Hip-Hop Fridays: E-Letter To The Los Angeles Times Re: Recording Stars Challenge Music Labels' Business Practices


You have written a very informative article, "Recording Stars Challenge Music Labels' Business Practices" on the music industry's best kept secret: superstar recording artists are paid crumbs compared to the revenue they generate for their labels and distributors. Your piece represents a pretty wide spectrum of artist and legal opinion on the issue and you even had the wisdom to include the political dimension of the issue. Our only quibble with the article is your negligence of the genre with the best horror stories when it comes to getting jerked by record contracts - Hip Hop.

You really should have interviewed Wendy Day, the head of Rap Coalition for your story. There isn't anybody in Hip-Hop and maybe even the music industry who has seen more ignorance, stupidity, greed, and thievery in record deals. She works with artists, lawyers, label executives, their accounting departments, and personal and music business accountants and has seen artists go from rags to riches and back to even filthier rags.

But you should speak to her mainly because I think she understands the concept of an artist union, how it would work, and what has prevented it up to this point, better than any artist does - even Courtney Love and Prince, who you indicate are pushing for an artist union.

The reason why I say she understands it better than Prince and Courtney Love is because she can honestly tell you, among other things, how the same artists who whine about getting robbed in their record deals barely talk to one another to discuss the idea or to even compare notes on their record deals. She understands not just the idea but also the challenges that keep it from becoming a reality. She also understands the industry-created roadblocks designed to prevent artist unity.

Visit her website and get acquainted with her efforts to stop voluntary robbery - Hip-Hop style.

The only group that I think is less likely to form a union than recording artists are professional wrestlers who get treated even worse than recording artists by their "employers".

The reason why I give the edge to professional wrestlers is that for all of the injuries they accumulate - they don't even have health insurance. Now, that is horrible.

The movement toward a Hip-Hop and all-genre union is hindered even further by the actions of record labels designed to keep envy and jealousy running high among fellow artists and by lawyers in the music business who are actually in the best position to help artists fight for better deals but won't do so because they "double dip" and even "triple dip". They often represent both artists and record labels at the same time and some lawyers even get "points" - a percentage of the sales revenue from albums sold by their artists.

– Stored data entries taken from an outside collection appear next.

//! # unidoc
//!
//! Unified document extraction and conversion for Rust.
//!
//! Every source format is extracted into one canonical [`Document`], and
//! every output format is rendered from it. Right-to-left scripts are
//! detected per block and shaped exactly once on the way out.
//!
//! ## Quick Start
//!
//! ```
//! use unidoc::Unidoc;
//!
//! fn main() -> unidoc::Result<()> {
//!     let loaded = Unidoc::new().load("# مرحبا\n\nHello".as_bytes(), "md")?;
//!     let html = loaded.export("html")?;
//!     assert!(html.text().unwrap_or_default().contains("dir=\"rtl\""));
//!     Ok(())
//! }
//! ```
//!
//! ## Features
//!
//! - **Sources**: PDF, DOCX, PPTX, XLSX, Markdown, plain text, canonical JSON,
//!   and scanned images through a caller-supplied OCR engine
//! - **Targets**: HTML, DOCX, Markdown, plain text, JSON
//! - **Bidi**: direction detection, Arabic contextual shaping, visual reordering
//! - **Failure isolation**: unreadable pages become warnings, not errors
//! - **Parallel export**: several targets rendered at once with Rayon

pub mod bidi;
pub mod convert;
pub mod detect;
pub mod error;
pub mod extract;
pub mod model;
pub mod ocr;
pub mod render;

// Re-export commonly used types
pub use convert::{ConvertOptions, ConvertResult, Converter, ConverterRegistry, Output};
pub use error::{Error, Result};
pub use extract::{ExtractOptions, Extractor, ExtractorRegistry};
pub use model::{
    Block, BlockKind, Direction, Document, DocumentBuilder, Image, LinkRef, Metadata, Page,
    Summary, Table,
};
pub use ocr::{OcrEngine, OcrExtractor};

use extract::PdfExtractor;
use rayon::prelude::*;
use std::path::Path;
use std::sync::{Arc, OnceLock};

fn default_extractors() -> &'static ExtractorRegistry {
    static REGISTRY: OnceLock<ExtractorRegistry> = OnceLock::new();
    REGISTRY.get_or_init(ExtractorRegistry::with_defaults)
}

fn default_converters() -> &'static ConverterRegistry {
    static REGISTRY: OnceLock<ConverterRegistry> = OnceLock::new();
    REGISTRY.get_or_init(ConverterRegistry::with_defaults)
}

/// Extract a document with the built-in extractors.
///
/// # Example
///
/// ```
/// let doc = unidoc::extract(b"Title\n\nSome text.", "txt").unwrap();
/// assert_eq!(doc.title(), Some("Title"));
/// ```
pub fn extract(bytes: &[u8], tag: &str) -> Result<Document> {
    default_extractors().extract(bytes, tag, &ExtractOptions::default())
}

/// Render a document with the built-in converters.
pub fn convert(doc: &Document, tag: &str, options: &ConvertOptions) -> Result<ConvertResult> {
    default_converters().convert(doc, tag, options)
}

/// Builder for loading and exporting documents.
///
/// # Example
///
/// ```no_run
/// use unidoc::{ConvertOptions, Unidoc};
///
/// let loaded = Unidoc::new()
///     .with_convert_options(ConvertOptions::new().with_embedded_images(false))
///     .load_file("report.docx")?;
/// std::fs::write("report.html", loaded.export("html")?.bytes())?;
/// # Ok::<(), unidoc::Error>(())
/// ```
#[derive(Clone)]
pub struct Unidoc {
    extractors: Arc<ExtractorRegistry>,
    converters: Arc<ConverterRegistry>,
    ocr: Option<OcrExtractor>,
    extract_options: ExtractOptions,
    convert_options: ConvertOptions,
}

impl Unidoc {
    /// Create a builder with the built-in extractors and converters.
    pub fn new() -> Self {
        Self {
            extractors: Arc::new(ExtractorRegistry::with_defaults()),
            converters: Arc::new(ConverterRegistry::with_defaults()),
            ocr: None,
            extract_options: ExtractOptions::default(),
            convert_options: ConvertOptions::default(),
        }
    }

    /// Enable image sources through the given recognition engine.
    ///
    /// PDF pages without a text layer are recognized with the same engine.
    pub fn with_ocr_engine(mut self, engine: Arc<dyn OcrEngine>) -> Self {
        let ocr = OcrExtractor::new(engine);
        let extractors = Arc::make_mut(&mut self.extractors);
        extractors.register(Arc::new(ocr.clone()));
        extractors.register(Arc::new(PdfExtractor::new().with_ocr(ocr.clone())));
        self.ocr = Some(ocr);
        self
    }

    /// Register an additional extractor.
    pub fn with_extractor(mut self, extractor: Arc<dyn Extractor>) -> Self {
        Arc::make_mut(&mut self.extractors).register(extractor);
        self
    }

    /// Register an additional converter.
    pub fn with_converter(mut self, converter: Arc<dyn Converter>) -> Self {
        Arc::make_mut(&mut self.converters).register(converter);
        self
    }

    /// Set extraction options.
    pub fn with_extract_options(mut self, options: ExtractOptions) -> Self {
        self.extract_options = options;
        self
    }

    /// Set default conversion options for loaded documents.
    pub fn with_convert_options(mut self, options: ConvertOptions) -> Self {
        self.convert_options = options;
        self
    }

    /// Extract a document from bytes of the given format.
    pub fn load(&self, bytes: &[u8], tag: &str) -> Result<Loaded> {
        let document = self.extractors.extract(bytes, tag, &self.extract_options)?;
        Ok(self.loaded(document))
    }

    /// Extract a document from a file.
    ///
    /// The format comes from the file extension; unknown extensions fall
    /// back to content sniffing.
    pub fn load_file<P: AsRef<Path>>(&self, path: P) -> Result<Loaded> {
        let path = path.as_ref();
        let bytes = std::fs::read(path)?;
        let extension = detect::format_from_extension(path);
        let tag = match extension.as_deref() {
            Some(ext) if self.extractors.supports(ext) => ext.to_string(),
            _ => match detect::detect_format(&bytes) {
                Some(tag) => tag.to_string(),
                None => return Err(Error::unsupported(extension.unwrap_or_else(|| "unknown".to_string()))),
            },
        };

        let mut options = self.extract_options.clone();
        if options.source_name.is_none() {
            options.source_name = path.file_name().map(|n| n.to_string_lossy().into_owned());
        }
        log::debug!("loading {} as {}", path.display(), tag);
        let document = self.extractors.extract(&bytes, &tag, &options)?;
        Ok(self.loaded(document))
    }

    /// Load a document from its canonical JSON form.
    pub fn load_json(&self, json: &str) -> Result<Loaded> {
        let document = Document::from_json(json)?;
        Ok(self.loaded(document))
    }

    /// Recognize a multi-page scan, one image per page.
    ///
    /// Fails with `UnsupportedFormat` when no OCR engine is configured.
    pub fn load_scanned(&self, pages: &[&[u8]]) -> Result<Loaded> {
        let ocr = self.ocr.as_ref().ok_or_else(|| Error::unsupported("image"))?;
        let document = ocr.extract_pages(pages, &self.extract_options)?;
        Ok(self.loaded(document))
    }

    /// Format tags accepted by [`Unidoc::load`].
    pub fn supported_input_formats(&self) -> Vec<String> {
        self.extractors.supported_formats().into_iter().collect()
    }

    /// Format tags accepted by [`Loaded::export`].
    pub fn supported_output_formats(&self) -> Vec<String> {
        self.converters.supported_formats().into_iter().collect()
    }

    fn loaded(&self, document: Document) -> Loaded {
        for warning in &document.metadata().warnings {
            log::warn!("{}", warning);
        }
        Loaded {
            document,
            converters: self.converters.clone(),
            options: self.convert_options.clone(),
        }
    }
}

impl Default for Unidoc {
    fn default() -> Self {
        Self::new()
    }
}

/// A loaded document ready for export.
pub struct Loaded {
    document: Document,
    converters: Arc<ConverterRegistry>,
    options: ConvertOptions,
}

impl std::fmt::Debug for Loaded {
    fn fmt(&self, f: &mut std::fmt::Formatter<'_>) -> std::fmt::Result {
        f.debug_struct("Loaded")
            .field("document", &self.document)
            .field("options", &self.options)
            .finish_non_exhaustive()
    }
}

impl Loaded {
    /// Get the document.
    pub fn document(&self) -> &Document {
        &self.document
    }

    /// Take the document.
    pub fn into_document(self) -> Document {
        self.document
    }

    /// Render to a format with the builder's conversion options.
    pub fn export(&self, tag: &str) -> Result<ConvertResult> {
        self.export_with(tag, &self.options)
    }

    /// Render to a format with explicit options.
    pub fn export_with(&self, tag: &str, options: &ConvertOptions) -> Result<ConvertResult> {
        self.converters.convert(&self.document, tag, options)
    }

    /// Render several formats in parallel, results in the order of `tags`.
    pub fn export_many(&self, tags: &[&str]) -> Vec<Result<ConvertResult>> {
        tags.par_iter().map(|tag| self.export(tag)).collect()
    }

    /// Canonical JSON.
    pub fn to_json(&self) -> Result<String> {
        self.document.to_json(true)
    }

    /// Plain text of all blocks, in logical order.
    pub fn text(&self) -> String {
        self.document.plain_text()
    }

    pub fn links(&self) -> Vec<LinkRef<'_>> {
        self.document.links()
    }

    pub fn images(&self) -> Vec<&Image> {
        self.document.images()
    }

    pub fn tables(&self) -> Vec<&Table> {
        self.document.tables()
    }

    pub fn summary(&self) -> Summary {
        self.document.summary()
    }
}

How can a lawyer truly be looking out for his artist if he is getting cut in on the deal as well? It is not entirely impossible but it certainly should raise some ethical and business concerns, at least.

I know several lawyers in the music business who have, at the same time, represented the artist, the record label the artist is signed to, and the record executive who runs the label who the artist is signed to!

While I have spoken to him several times and think that he is a great lawyer and author, Janet Jackson's lawyer Donald Passman, who you quote in your piece, typifies the problem. His defense of the record labels on the grounds that they sink such enormous investments into recording projects is pitiful and I think that Courtney Love responded to his apology for the record labels quite well.

I think it is tragic that artists feel they have to run to the US Congress for help. Sadly, that approach never works as numerous members of the House and Senate are in the pocket of the music industry and the media conglomerates that sell music. Not to mention the fact that government regulation is a recipe for further legal entanglements and the creation of further disincentives to innovate.

The best approach to getting the best deal for artists is their own unity in the marketplace. By talking to one another and forming a "union" - formally or informally; and by controlling the timing of the delivery of their creative works, artists have more than enough power to overcome a century-old payment system that is archaic and oppressive and operates against the best of market economy principles.

The ball is really in their court.

Thanks for enlightening all of us.

And we look forward to your Part II dealing with the Hip-Hop industry.